What can the registration data tell us about mortality and migration in the Great Soviet Famine of 1932/33?

Event ended

Speaker: Stephen G. Wheatcroft, Professorial Fellow, University of Melbourne, Australia.

The talk will first consider the reliability of the Soviet (ZAGS) registration data. Is it as Andreev, Darskii, Kharkova (ADK) suggest, so unreliable (needing 20-30% corrections at least) so that these data are virtually useless. Or is it like Vallin, Mesle, Adamets, Pyrozhkov (VMAP) suggest basically reliable?

I will start by looking at the one major source of distortion that we know about. This is the instruction to omit births and deaths from the population not registered in the region, or lacking evidence of local registration. I will show how this instruction was implemented, and what the available data tells us about the size and location of these excluded categories. I will suggest that this can provide us with meaningful indicators of the scale and location of displaced (famine migration or refugee) population.

I will then look at the detailed regional location of mortality, marriages and natality to see what these can tell us.
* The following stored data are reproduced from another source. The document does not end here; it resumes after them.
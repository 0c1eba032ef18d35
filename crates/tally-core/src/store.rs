use std::sync::atomic::{AtomicBool, Ordering};
use std::sync::Arc;
use std::time::Duration;

use dashmap::DashMap;
use parking_lot::{Mutex, ReentrantMutex};
use tracing::{debug, warn};

use tally_codec::{DataFormat, Record};
use tally_store::DataStorage;
use tally_types::{FieldSpec, FieldValue};

use crate::container::EntityContainer;
use crate::error::DataResult;
use crate::expiry::ExpirationTracker;
use crate::key::{BucketLayout, EntityKey};

/// Lock and cache of one entity.
struct EntitySlot {
    lock: ReentrantMutex<()>,
    container: Mutex<EntityContainer>,
    hydrated: AtomicBool,
}

impl EntitySlot {
    fn new(format: DataFormat) -> Self {
        Self {
            lock: ReentrantMutex::new(()),
            container: Mutex::new(EntityContainer::new(format)),
            hydrated: AtomicBool::new(false),
        }
    }
}

/// Access to one resident entity.
///
/// [`EntityStore::with_lock`] hands these out with the entity lock held.
/// [`Pinned::access`] hands them out without it, in which case each
/// primitive is only atomic on its own, through the container mutex.
pub struct Held<'a, K> {
    key: &'a K,
    slot: &'a EntitySlot,
}

impl<K> Held<'_, K> {
    pub fn key(&self) -> &K {
        self.key
    }
}

/// An entity's slot kept resident without taking its lock. Eviction skips
/// pinned entities, so a value staged through one is still there when the
/// entity is persisted.
pub struct Pinned<K> {
    key: K,
    slot: Arc<EntitySlot>,
}

impl<K> Pinned<K> {
    pub fn key(&self) -> &K {
        &self.key
    }

    pub fn access(&self) -> Held<'_, K> {
        Held {
            key: &self.key,
            slot: &self.slot,
        }
    }
}

/// Per-entity lock, lazy cache and full-record write-through for one kind
/// of entity.
pub struct EntityStore<K: EntityKey> {
    storage: Arc<dyn DataStorage>,
    format: DataFormat,
    layout: BucketLayout,
    expiry: Arc<ExpirationTracker>,
    entities: DashMap<K, Arc<EntitySlot>>,
}

impl<K: EntityKey> EntityStore<K> {
    pub fn new(
        storage: Arc<dyn DataStorage>,
        format: DataFormat,
        layout: BucketLayout,
        expiry: Arc<ExpirationTracker>,
    ) -> Self {
        Self {
            storage,
            format,
            layout,
            expiry,
            entities: DashMap::new(),
        }
    }

    pub fn storage(&self) -> &Arc<dyn DataStorage> {
        &self.storage
    }

    pub fn format(&self) -> DataFormat {
        self.format
    }

    pub fn layout(&self) -> &BucketLayout {
        &self.layout
    }

    fn slot(&self, key: &K) -> Arc<EntitySlot> {
        if let Some(slot) = self.entities.get(key) {
            return slot.clone();
        }
        self.entities
            .entry(key.clone())
            .or_insert_with(|| Arc::new(EntitySlot::new(self.format)))
            .clone()
    }

    /// Run `body` holding the entity's lock. Re-entrant on the same thread.
    pub fn with_lock<R>(&self, key: &K, body: impl FnOnce(&Held<'_, K>) -> R) -> R {
        let slot = self.slot(key);
        let _guard = slot.lock.lock();
        body(&Held { key, slot: &slot })
    }

    // ---- field operations ----

    pub fn get<T: FieldValue>(&self, key: &K, spec: &FieldSpec<T>) -> DataResult<T> {
        self.with_lock(key, |held| self.read(held, spec))
    }

    /// Validate, replace, persist the whole record and then call `notify`
    /// with `(old, new)`, all under the entity's lock. Returns the old value.
    ///
    /// `ttl` overrides the field's default TTL; a field with neither gets no
    /// deadline.
    pub fn set<T: FieldValue>(
        &self,
        key: &K,
        spec: &FieldSpec<T>,
        value: T,
        ttl: Option<Duration>,
        notify: impl FnOnce(&T, &T) -> DataResult<()>,
    ) -> DataResult<T> {
        spec.validate(&value)?;
        self.with_lock(key, |held| {
            let old = self.write(held, spec, value.clone())?;
            self.arm(held, spec, ttl);
            notify(&old, &value)?;
            Ok(old)
        })
    }

    /// Read, transform, validate and write as one unit. `f` runs exactly
    /// once. Returns the new value.
    pub fn update<T: FieldValue>(
        &self,
        key: &K,
        spec: &FieldSpec<T>,
        f: impl FnOnce(T) -> T,
        ttl: Option<Duration>,
        notify: impl FnOnce(&T, &T) -> DataResult<()>,
    ) -> DataResult<T> {
        self.with_lock(key, |held| {
            let current = self.read(held, spec)?;
            let new = f(current);
            spec.validate(&new)?;
            let old = self.write(held, spec, new.clone())?;
            self.arm(held, spec, ttl);
            notify(&old, &new)?;
            Ok(new)
        })
    }

    fn arm<T: FieldValue>(&self, held: &Held<'_, K>, spec: &FieldSpec<T>, ttl: Option<Duration>) {
        if let Some(ttl) = ttl.or(spec.ttl()) {
            self.expiry
                .set_expiration(&held.key.expiry_scope(), spec.full_key(), ttl);
        }
    }

    // ---- lock-holding primitives ----

    /// Current value. Expired fields read as their default without touching
    /// storage.
    pub fn read<T: FieldValue>(&self, held: &Held<'_, K>, spec: &FieldSpec<T>) -> DataResult<T> {
        if self.lapsed(held.key, spec) {
            return Ok(spec.default_value());
        }
        self.resolve(held.key, held.slot, spec)
    }

    /// Cached or stored value, ignoring expiration.
    pub fn read_raw<T: FieldValue>(
        &self,
        held: &Held<'_, K>,
        spec: &FieldSpec<T>,
    ) -> DataResult<T> {
        self.resolve(held.key, held.slot, spec)
    }

    /// Replace the value in the cache only.
    pub fn stage<T: FieldValue>(
        &self,
        held: &Held<'_, K>,
        spec: &FieldSpec<T>,
        value: T,
    ) -> DataResult<()> {
        self.stage_slot(held.key, held.slot, spec, value)
    }

    /// Put a previously read value back into the cache.
    pub fn restore<T: FieldValue>(
        &self,
        held: &Held<'_, K>,
        spec: &FieldSpec<T>,
        original: T,
    ) -> DataResult<()> {
        debug!(entity = %held.key, field = spec.full_key(), "restoring cached value");
        self.stage_slot(held.key, held.slot, spec, original)
    }

    /// Write the whole container to storage.
    pub fn persist(&self, held: &Held<'_, K>) -> DataResult<()> {
        self.persist_slot(held.key, held.slot)
    }

    /// Stage and persist, returning the old value. If persisting fails the
    /// old value is put back.
    pub fn write<T: FieldValue>(
        &self,
        held: &Held<'_, K>,
        spec: &FieldSpec<T>,
        value: T,
    ) -> DataResult<T> {
        let old = self.read(held, spec)?;
        self.stage(held, spec, value)?;
        if let Err(err) = self.persist(held) {
            self.stage(held, spec, old)?;
            return Err(err);
        }
        Ok(old)
    }

    /// Keep the entity resident for access without its lock.
    pub fn pin(&self, key: &K) -> Pinned<K> {
        Pinned {
            key: key.clone(),
            slot: self.slot(key),
        }
    }

    // ---- cache management ----

    /// Drop cached entities nobody currently references. A slot whose lock is
    /// held or awaited has an outstanding reference and is kept.
    pub fn evict_idle(&self) -> usize {
        let before = self.entities.len();
        self.entities.retain(|_, slot| Arc::strong_count(slot) > 1);
        let evicted = before.saturating_sub(self.entities.len());
        if evicted > 0 {
            debug!(evicted, "evicted idle entities");
        }
        evicted
    }

    /// Number of entities currently cached.
    pub fn resident(&self) -> usize {
        self.entities.len()
    }

    // ---- internals ----

    fn lapsed<T: FieldValue>(&self, key: &K, spec: &FieldSpec<T>) -> bool {
        spec.ttl().is_some() && self.expiry.is_expired(&key.expiry_scope(), spec.full_key())
    }

    fn resolve<T: FieldValue>(
        &self,
        key: &K,
        slot: &EntitySlot,
        spec: &FieldSpec<T>,
    ) -> DataResult<T> {
        if let Some(value) = slot.container.lock().cached(spec)? {
            return Ok(value);
        }
        let record = self.load_record(key)?;
        let mut container = slot.container.lock();
        container.absorb(record);
        slot.hydrated.store(true, Ordering::Release);
        container.resolve(spec)
    }

    fn stage_slot<T: FieldValue>(
        &self,
        key: &K,
        slot: &EntitySlot,
        spec: &FieldSpec<T>,
        value: T,
    ) -> DataResult<()> {
        self.hydrate(key, slot)?;
        slot.container.lock().put(spec, value)
    }

    fn persist_slot(&self, key: &K, slot: &EntitySlot) -> DataResult<()> {
        self.hydrate(key, slot)?;
        let bytes = slot.container.lock().encode()?;
        let bucket = key.bucket(&self.layout);
        self.storage.save(&bucket, &key.record_id(), &bytes)?;
        debug!(entity = %key, bucket = %bucket, bytes = bytes.len(), "persisted entity");
        Ok(())
    }

    // Any write must see the stored record first, or a full-container save
    // would drop fields this process never read.
    fn hydrate(&self, key: &K, slot: &EntitySlot) -> DataResult<()> {
        if slot.hydrated.load(Ordering::Acquire) {
            return Ok(());
        }
        let record = self.load_record(key)?;
        slot.container.lock().absorb(record);
        slot.hydrated.store(true, Ordering::Release);
        Ok(())
    }

    fn load_record(&self, key: &K) -> DataResult<Record> {
        let bucket = key.bucket(&self.layout);
        let Some(bytes) = self.storage.load(&bucket, &key.record_id())? else {
            debug!(entity = %key, bucket = %bucket, "no stored record");
            return Ok(Record::new());
        };
        match self.format.decode_record(&bytes) {
            Ok(record) => {
                debug!(entity = %key, fields = record.len(), "loaded entity record");
                Ok(record)
            }
            Err(err) => {
                warn!(entity = %key, error = %err, "stored record is unreadable");
                Err(err.into())
            }
        }
    }
}

impl<K: EntityKey> std::fmt::Debug for EntityStore<K> {
    fn fmt(&self, f: &mut std::fmt::Formatter<'_>) -> std::fmt::Result {
        f.debug_struct("EntityStore")
            .field("backend", &self.storage.backend_name())
            .field("format", &self.format)
            .field("resident", &self.entities.len())
            .finish()
    }
}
I will consider the monthly chronology of mortality and the available data on age of mortality data to see what these can tell us.

I conclude by arguing that the results of these investigations provide meaningful results that suggest that these indicators are more meaningful than ADK would suggest.

The seminar will be organized on Wednesday, November 23, at 16:00 in Bolshoy Trechsvyatitelsky Pereulok, 3, room 526.

Report language: English, discussion: English and Russian

Please, confirm your participation until November 22, 12:00 on the web site http://goo.gl/forms/EZYvfU0Iy34nqu3k1 or contact Maria Vinnik (mvinnik@hse.ru)

We are looking forward meeting you!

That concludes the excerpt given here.